La Chartreuse de Calci, fondée en 1366, s’élève à environ 10 kilomètres de Pise, dans une vallée d’une grande beauté paysagère, appelée « Valle Graziosa« .
La Chartreuse, supprimée en raison des lois napoléoniennes (1808), passa au domaine de l’État, mais continua néanmoins à accueillir l’ordre cartésien jusqu’en 1972. La Chartreuse se divise entre les espaces réservés aux Pères, voués à la prière, et les espaces destinés aux activités productives gérées par les convers. Les Pères partageaient leur temps entre la solitude, dans leur cellule et au cloître, et la vie communautaire, pratiquée à l’église, au chapitre et au réfectoire.
Actuellement, la Chartreuse doit son apparence à plusieurs phases successives d’agrandissement et d’enrichissement, survenues principalement au XVIIe siècle. Récemment, la Chartreuse a été confiée à la Surintendance des Biens Environnementaux, Architecturaux, Artistiques et Historiques de Pise, et est désormais ouverte à la visite presque dans son intégralité. Dans les espaces qui autrefois abritaient les activités productives et artisanales (greniers, caves, ateliers de forgerons, de charpentiers, etc.), se trouve aujourd’hui le Musée d’Histoire Naturelle et du Territoire de l’Université de Pise.

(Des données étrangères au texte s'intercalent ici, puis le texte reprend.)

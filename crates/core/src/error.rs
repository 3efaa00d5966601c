//! Error types for the frameloop application layer.

use thiserror::Error;

/// Main error type for configuration, windowing and startup.
#[derive(Error, Debug)]
pub enum Error {
    /// Vulkan-related errors surfaced outside the RHI crate
    #[error("Vulkan error: {0}")]
    Vulkan(String),

    /// Window creation or management errors
    #[error("Window error: {0}")]
    Window(String),

    /// IO errors
    #[error("IO error: {0}")]
    Io(#[from] std::io::Error),

    /// Configuration file could not be parsed
    #[error("Config parse error: {0}")]
    Toml(#[from] toml::de::Error),

    /// Configuration values are out of range
    #[error("Config error: {0}")]
    Config(String),

    /// Generic internal errors
    #[error("Internal error: {0}")]
    Internal(String),
}

/// Result type alias using the frameloop Error type.
pub type Result<T> = std::result::Result<T, Error>;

Bien que la fondation de la Chartreuse de Pise remonte à 1366, les élégantes formes que nous admirons aujourd’hui sont dues principalement à plusieurs phases successives d’agrandissement et de restructuration intervenues surtout à partir du troisième quart du XVIIe siècle. Enrichie par de somptueux décors réalisés entre le XVIIe et le XVIIIe siècle par d’éminents artistes, la Chartreuse pisane devint une destination privilégiée de la cour grand-ducale. Au sein du parcours muséal, qui se déploie à travers les espaces suggestifs de la Chartreuse, se trouvent également des éléments d’un intérêt scientifique indéniable, comme l’ancienne pharmacie et l’ingénieux système hydraulique.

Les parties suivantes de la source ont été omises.